Well, not really. Like this issue before it, MSI #4 can at least claim to be entirely competent. It knows its theme and sticks to it, and throws in a couple of nice ideas. Given this series started off with apparently no clue about what it wanted to do other than fill in a gap (which having read the whole thing I can now say with full confidence should have been left a mystery), tying the whole thing together is better than might have been feared.
Really, though, it's all depressingly obvious. I had the series pegged halfway through the second issue: Illyana learns from Storm, then Cat, then Belasco, and puts it all together to save humanity at the end. As it turns out, this is exactly what happens. Combine this with the fact that we already know that Illyana spends seven years in Limbo and then escapes, and there's nothing surprising to distract from the rather obvious and basic template.
The biggest shock here is that, having killed Cat at the end of last issue, Illyana kicks this one off by stabbing Storm to death. This is interesting for several reasons. Firstly, it's an implicit refutation of a recurring argument in the series (that I've already railed against several times) that murder is invariably an evil act. Here Illyana murders Storm in order to save her from the agonising extraction of her soul. An act of compassion, essentially. It's also interesting to note that Storm concluded at the end of issue 2 that she'd have to kill Illyana to save the girl's soul, which means that not only have their positions been reversed, but that Belasco has been the only one of Illyana's three teachers to not try and kill her.

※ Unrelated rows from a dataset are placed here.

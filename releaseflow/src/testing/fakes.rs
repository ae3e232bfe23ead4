//! In-memory fakes for the orchestrator's external collaborators.

use async_trait::async_trait;
use parking_lot::Mutex;
use std::collections::{BTreeMap, HashMap, VecDeque};
use std::path::PathBuf;
use std::sync::atomic::{AtomicUsize, Ordering};
use std::time::Duration;

use crate::artifacts::ArtifactStore;
use crate::core::{ArtifactRef, LoadedArtifact, ReleaseJob};
use crate::correlator::{NormalizedReport, ReportSink};
use crate::errors::{ArtifactStoreError, BuildError, PublishError, ReportError};
use crate::pipeline::BuildStep;
use crate::publish::{PublishTarget, Publisher};

/// Artifact store holding blobs in memory, keyed by run id.
#[derive(Debug, Default)]
pub struct InMemoryArtifactStore {
    runs: Mutex<BTreeMap<u64, Vec<(String, Vec<u8>)>>>,
    listing_failures: Mutex<VecDeque<ArtifactStoreError>>,
    always_fail_listing: Mutex<Option<ArtifactStoreError>>,
    fail_uploads: Mutex<bool>,
    list_calls: AtomicUsize,
    download_calls: AtomicUsize,
}

impl InMemoryArtifactStore {
    /// Creates an empty store.
    #[must_use]
    pub fn new() -> Self {
        Self::default()
    }

    /// Adds an artifact to a run, after any existing ones.
    pub fn add_artifact(&self, run_id: u64, name: impl Into<String>, content: Vec<u8>) {
        self.runs
            .lock()
            .entry(run_id)
            .or_default()
            .push((name.into(), content));
    }

    /// Returns the blob stored under `name` for `run_id`.
    #[must_use]
    pub fn blob(&self, run_id: u64, name: &str) -> Option<Vec<u8>> {
        self.runs
            .lock()
            .get(&run_id)?
            .iter()
            .find(|(n, _)| n == name)
            .map(|(_, content)| content.clone())
    }

    /// Makes every listing call fail with `error`.
    pub fn fail_listing_with(&self, error: ArtifactStoreError) {
        *self.always_fail_listing.lock() = Some(error);
    }

    /// Makes the next `times` listing calls fail with `error`.
    pub fn fail_next_listings(&self, times: usize, error: ArtifactStoreError) {
        let mut failures = self.listing_failures.lock();
        for _ in 0..times {
            failures.push_back(error.clone());
        }
    }

    /// Makes uploads fail.
    pub fn fail_uploads(&self, fail: bool) {
        *self.fail_uploads.lock() = fail;
    }

    /// Number of listing calls made.
    #[must_use]
    pub fn list_calls(&self) -> usize {
        self.list_calls.load(Ordering::SeqCst)
    }

    /// Number of download calls made.
    #[must_use]
    pub fn download_calls(&self) -> usize {
        self.download_calls.load(Ordering::SeqCst)
    }

    fn url(run_id: u64, name: &str) -> String {
        format!("memory://runs/{run_id}/{name}")
    }
}

#[async_trait]
impl ArtifactStore for InMemoryArtifactStore {
    async fn list(&self, run_id: u64) -> Result<Vec<ArtifactRef>, ArtifactStoreError> {
        self.list_calls.fetch_add(1, Ordering::SeqCst);
        if let Some(error) = self.always_fail_listing.lock().clone() {
            return Err(error);
        }
        if let Some(error) = self.listing_failures.lock().pop_front() {
            return Err(error);
        }

        Ok(self
            .runs
            .lock()
            .get(&run_id)
            .map(|artifacts| {
                artifacts
                    .iter()
                    .map(|(name, content)| ArtifactRef {
                        run_id,
                        name: name.clone(),
                        download_url: Self::url(run_id, name),
                        size_bytes: Some(content.len() as u64),
                    })
                    .collect()
            })
            .unwrap_or_default())
    }

    async fn download(&self, artifact: &ArtifactRef) -> Result<Vec<u8>, ArtifactStoreError> {
        self.download_calls.fetch_add(1, Ordering::SeqCst);
        self.blob(artifact.run_id, &artifact.name)
            .ok_or_else(|| ArtifactStoreError::NotFound(artifact.download_url.clone()))
    }

    async fn upload(
        &self,
        run_id: u64,
        name: &str,
        content: Vec<u8>,
    ) -> Result<ArtifactRef, ArtifactStoreError> {
        if *self.fail_uploads.lock() {
            return Err(ArtifactStoreError::Unreachable("uploads disabled".to_string()));
        }
        let size = content.len() as u64;
        let mut runs = self.runs.lock();
        let artifacts = runs.entry(run_id).or_default();
        artifacts.retain(|(n, _)| n != name);
        artifacts.push((name.to_string(), content));
        Ok(ArtifactRef {
            run_id,
            name: name.to_string(),
            download_url: Self::url(run_id, name),
            size_bytes: Some(size),
        })
    }
}

/// A recorded publish attempt.
#[derive(Debug, Clone, PartialEq, Eq)]
pub struct PublishAttempt {
    /// Target index.
    pub target: PublishTarget,
    /// Version uploaded.
    pub version: String,
    /// Uploaded bytes.
    pub content: Vec<u8>,
    /// Whether the scripted outcome was a success.
    pub succeeded: bool,
}

/// Publisher that returns scripted outcomes and records every attempt.
///
/// Once a target's script is exhausted, uploads to it succeed.
#[derive(Debug, Default)]
pub struct ScriptedPublisher {
    scripts: Mutex<HashMap<PublishTarget, VecDeque<PublishError>>>,
    always_fail: Mutex<HashMap<PublishTarget, PublishError>>,
    attempts: Mutex<Vec<PublishAttempt>>,
    delay: Option<Duration>,
}

impl ScriptedPublisher {
    /// Creates a publisher on which every upload succeeds.
    #[must_use]
    pub fn new() -> Self {
        Self::default()
    }

    /// Waits `delay` inside every upload.
    #[must_use]
    pub fn with_delay(mut self, delay: Duration) -> Self {
        self.delay = Some(delay);
        self
    }

    /// Fails the next `times` uploads to `target` with `error`.
    pub fn fail_times(&self, target: PublishTarget, times: usize, error: PublishError) {
        let mut scripts = self.scripts.lock();
        let queue = scripts.entry(target).or_default();
        for _ in 0..times {
            queue.push_back(error.clone());
        }
    }

    /// Fails every upload to `target` with `error`.
    pub fn fail_always(&self, target: PublishTarget, error: PublishError) {
        self.always_fail.lock().insert(target, error);
    }

    /// Lets uploads to `target` succeed again.
    pub fn recover(&self, target: PublishTarget) {
        self.always_fail.lock().remove(&target);
        self.scripts.lock().remove(&target);
    }

    /// Every attempt, in order.
    #[must_use]
    pub fn attempts(&self) -> Vec<PublishAttempt> {
        self.attempts.lock().clone()
    }

    /// Number of attempts against `target`.
    #[must_use]
    pub fn calls(&self, target: PublishTarget) -> usize {
        self.attempts.lock().iter().filter(|a| a.target == target).count()
    }

    /// Contents successfully uploaded to `target`.
    #[must_use]
    pub fn uploaded(&self, target: PublishTarget) -> Vec<Vec<u8>> {
        self.attempts
            .lock()
            .iter()
            .filter(|a| a.target == target && a.succeeded)
            .map(|a| a.content.clone())
            .collect()
    }

    fn next_outcome(&self, target: PublishTarget) -> Result<(), PublishError> {
        if let Some(error) = self.always_fail.lock().get(&target) {
            return Err(error.clone());
        }
        match self.scripts.lock().get_mut(&target).and_then(VecDeque::pop_front) {
            Some(error) => Err(error),
            None => Ok(()),
        }
    }
}

#[async_trait]
impl Publisher for ScriptedPublisher {
    async fn publish(
        &self,
        target: PublishTarget,
        version: &str,
        artifact: &LoadedArtifact,
    ) -> Result<(), PublishError> {
        if let Some(delay) = self.delay {
            tokio::time::sleep(delay).await;
        }
        let outcome = self.next_outcome(target);
        self.attempts.lock().push(PublishAttempt {
            target,
            version: version.to_string(),
            content: artifact.content.clone(),
            succeeded: outcome.is_ok(),
        });
        outcome
    }
}

/// Build step that returns a synthetic artifact without running anything.
#[derive(Debug)]
pub struct StaticBuildStep {
    package: String,
    file_name: Option<String>,
    output_dir: Option<PathBuf>,
    failure: Option<String>,
    calls: AtomicUsize,
}

impl StaticBuildStep {
    /// Builds `<package>-<version>.tar.gz` for every job.
    #[must_use]
    pub fn new(package: impl Into<String>) -> Self {
        Self {
            package: package.into(),
            file_name: None,
            output_dir: None,
            failure: None,
            calls: AtomicUsize::new(0),
        }
    }

    /// Fails every build with `message`.
    #[must_use]
    pub fn failing(message: impl Into<String>) -> Self {
        let mut step = Self::new("package");
        step.failure = Some(message.into());
        step
    }

    /// Uses a fixed artifact file name instead of the derived one.
    #[must_use]
    pub fn with_file_name(mut self, file_name: impl Into<String>) -> Self {
        self.file_name = Some(file_name.into());
        self
    }

    /// Writes every artifact into `dir` so it can be read back later.
    #[must_use]
    pub fn with_output_dir(mut self, dir: impl Into<PathBuf>) -> Self {
        self.output_dir = Some(dir.into());
        self
    }

    /// Number of builds run.
    #[must_use]
    pub fn calls(&self) -> usize {
        self.calls.load(Ordering::SeqCst)
    }
}

#[async_trait]
impl BuildStep for StaticBuildStep {
    async fn build(&self, job: &ReleaseJob) -> Result<LoadedArtifact, BuildError> {
        self.calls.fetch_add(1, Ordering::SeqCst);
        if let Some(ref message) = self.failure {
            return Err(BuildError::new(&job.version, message.clone()).with_exit_code(1));
        }
        let file_name = self
            .file_name
            .clone()
            .unwrap_or_else(|| format!("{}-{}.tar.gz", self.package, job.version));
        let content = format!("{} {} built from {}", self.package, job.version, job.commit).into_bytes();

        let Some(ref dir) = self.output_dir else {
            return Ok(LoadedArtifact::from_content(&self.package, file_name, content));
        };
        let path = dir.join(&file_name);
        let written = async {
            tokio::fs::create_dir_all(dir).await?;
            tokio::fs::write(&path, &content).await
        };
        written
            .await
            .map_err(|e| BuildError::new(&job.version, format!("cannot write {}: {e}", path.display())))?;
        Ok(LoadedArtifact::from_content(&self.package, file_name, content).with_path(path))
    }
}

/// Report sink that keeps every report in memory.
#[derive(Debug, Default)]
pub struct CollectingReportSink {
    reports: Mutex<Vec<NormalizedReport>>,
    fail: Mutex<bool>,
}

impl CollectingReportSink {
    /// Creates an empty sink.
    #[must_use]
    pub fn new() -> Self {
        Self::default()
    }

    /// Makes delivery fail after recording the report.
    pub fn fail_deliveries(&self, fail: bool) {
        *self.fail.lock() = fail;
    }

    /// Reports received so far.
    #[must_use]
    pub fn reports(&self) -> Vec<NormalizedReport> {
        self.reports.lock().clone()
    }
}

#[async_trait]
impl ReportSink for CollectingReportSink {
    async fn publish_report(&self, report: &NormalizedReport) -> Result<(), ReportError> {
        self.reports.lock().push(report.clone());
        if *self.fail.lock() {
            return Err(ReportError::new("collecting", "delivery disabled"));
        }
        Ok(())
    }
}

He does however banish her, sending her to the wilderness without access to her stepping discs, and without the ability to die, ensuring maximum torment. Before this, though, Illyana manages two last jaunts, one to Ororo's garden in Limbo, which is already dying without the weather witch to sustain it, and to her own home in the USSR. Here she meets her parents, who not surprisingly cannot reconcile a teenage girl clad in sabretooth tiger fur with their six year old little girl, and throw her out. This gets across the fact that the damage has already been done to our heroine more than any amount of "I hate Belasco, but I love him" dialogue, though Claremont certainly goes to great lengths in his attempt to disprove that hypothesis.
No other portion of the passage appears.